Disease-informed Adaptation of Vision-Language Models
Jiajin Zhang, Ge Wang, Mannudeep K. Kalra, Pingkun Yan
TL;DR
This work tackles the challenge of adapting pretrained vision-language models to underrepresented or novel diseases in medical imaging under severe data scarcity. It introduces a disease-informed adaptation framework comprising DiCoP and DPL: DiCoP builds disease-specific prompts grounded in clinical attributes (texture, location, shape) and enriches them with image context via an image feature projector, while DPL learns disease prototypes with geometric regularization to shape a well-structured latent space. The model is trained with three losses, $L_{ita}$, $L_{prot}$, and $L_{reg-ce}$, to align image and prompt representations and to enforce prototype intra-class cohesion and inter-class separation, with only the vision branch used for inference. Empirical results on PanNuke and COVID-x show substantial gains over adapter- and prompting-based baselines, especially with limited labeled data, and ablations validate the contribution of each component. Overall, the approach offers a practical, data-efficient pathway to deploy clinically informed VLMs across diverse medical imaging tasks and diseases.
Abstract
In medical image analysis, the expertise scarcity and the high cost of data annotation limits the development of large artificial intelligence models.

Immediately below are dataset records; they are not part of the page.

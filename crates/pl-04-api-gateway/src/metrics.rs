//! Metric recording shared by the request handlers and the node's
//! background tasks.

use ledger_telemetry::{
    metric_inc, BLOCKS_APPENDED, BLOCKS_RECEIVED, CHAIN_HEIGHT, CHAIN_REPLACEMENTS, HEALTH_PROBES,
    PEERS_ACTIVE, PEERS_KNOWN, PEER_DELIVERY_FAILURES, SYNC_CYCLES, WORKFLOW_TRANSITIONS,
};
use pl_01_chain_integrity::Block;
use pl_03_peer_sync::{
    HealthReport, PeerRegistry, ReceiveOutcome, SyncApi, SyncError, SyncReport, TransportError,
};
use shared_types::AuditAction;
use tokio::task::JoinHandle;

/// A block appended locally by a workflow operation.
pub fn record_local_block(action: AuditAction, block: &Block) {
    metric_inc!(BLOCKS_APPENDED);
    metric_inc!(WORKFLOW_TRANSITIONS, &[action_label(action)]);
    CHAIN_HEIGHT.set((block.index + 1) as f64);
}

/// A block pushed by a peer, whatever became of it.
pub fn record_received(result: &Result<ReceiveOutcome, SyncError>, block_index: u64) {
    let outcome = match result {
        Ok(outcome) => outcome.as_str(),
        Err(_) => "rejected",
    };
    metric_inc!(BLOCKS_RECEIVED, &[outcome]);
    if let Ok(ReceiveOutcome::Appended) = result {
        CHAIN_HEIGHT.set((block_index + 1) as f64);
    }
}

pub fn record_sync(result: &Result<SyncReport, SyncError>) {
    let label = match result {
        Ok(report) if report.adopted_from.is_some() => {
            metric_inc!(CHAIN_REPLACEMENTS);
            CHAIN_HEIGHT.set(report.chain_length as f64);
            "adopted"
        }
        Ok(report) => {
            CHAIN_HEIGHT.set(report.chain_length as f64);
            "unchanged"
        }
        Err(_) => "unreachable",
    };
    metric_inc!(SYNC_CYCLES, &[label]);
}

pub fn record_health(report: &HealthReport) {
    HEALTH_PROBES
        .with_label_values(&["alive"])
        .inc_by(report.alive.len() as f64);
    HEALTH_PROBES
        .with_label_values(&["unreachable"])
        .inc_by(report.unreachable.len() as f64);
}

pub fn record_peers(peers: &PeerRegistry) {
    PEERS_KNOWN.set(peers.len() as f64);
    PEERS_ACTIVE.set(peers.active_count() as f64);
}

/// Broadcast `block` and count failed deliveries in the background.
pub fn broadcast_and_count(sync: &dyn SyncApi, block: Block) {
    let handles = sync.broadcast_block(block);
    if handles.is_empty() {
        return;
    }
    tokio::spawn(count_failures(handles));
}

async fn count_failures(handles: Vec<JoinHandle<Result<(), TransportError>>>) {
    for handle in handles {
        if let Ok(Err(_)) = handle.await {
            metric_inc!(PEER_DELIVERY_FAILURES);
        }
    }
}

fn action_label(action: AuditAction) -> &'static str {
    match action {
        AuditAction::WorkflowInitialized => "workflow_initialized",
        AuditAction::StepApproved => "step_approved",
        AuditAction::StepRejected => "step_rejected",
        AuditAction::WorkflowCompleted => "workflow_completed",
        AuditAction::AuditObservation => "audit_observation",
    }
}

#[cfg(test)]
mod tests {
    use super::*;

    #[test]
    fn test_record_sync_counts_by_result() {
        let before = SYNC_CYCLES.with_label_values(&["unchanged"]).get();
        record_sync(&Ok(SyncReport {
            chain_length: 3,
            ..SyncReport::default()
        }));
        assert_eq!(
            SYNC_CYCLES.with_label_values(&["unchanged"]).get(),
            before + 1.0
        );
    }

    #[test]
    fn test_record_local_block_counts_append_and_transition() {
        let block = Block::genesis().unwrap();
        let appended = BLOCKS_APPENDED.get();
        let rejected = WORKFLOW_TRANSITIONS
            .with_label_values(&["step_rejected"])
            .get();
        record_local_block(AuditAction::StepRejected, &block);
        assert!(BLOCKS_APPENDED.get() >= appended + 1.0);
        assert!(
            WORKFLOW_TRANSITIONS
                .with_label_values(&["step_rejected"])
                .get()
                >= rejected + 1.0
        );
    }

    #[test]
    fn test_record_received_labels_rejections() {
        let before = BLOCKS_RECEIVED.with_label_values(&["rejected"]).get();
        let error = SyncError::Unreachable {
            failures: 1,
            last_error: TransportError::Setup("x".to_string()),
        };
        record_received(&Err(error), 4);
        assert_eq!(
            BLOCKS_RECEIVED.with_label_values(&["rejected"]).get(),
            before + 1.0
        );
    }
}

This paper investigates the potential of transfer learning with pre-trained vision-language models (VLMs) in this domain. Currently, VLMs still struggle to transfer to the underrepresented diseases with minimal presence and new diseases entirely absent from the pretraining dataset. We argue that effective adaptation of VLMs hinges on the nuanced representation learning of disease concepts. By capitalizing on the joint visual-linguistic capabilities of VLMs, we introduce disease-informed contextual prompting in a novel disease prototype learning framework. This approach enables VLMs to grasp the concepts of new disease effectively and efficiently, even with limited data. Extensive experiments across multiple image modalities showcase notable enhancements in performance compared to existing techniques.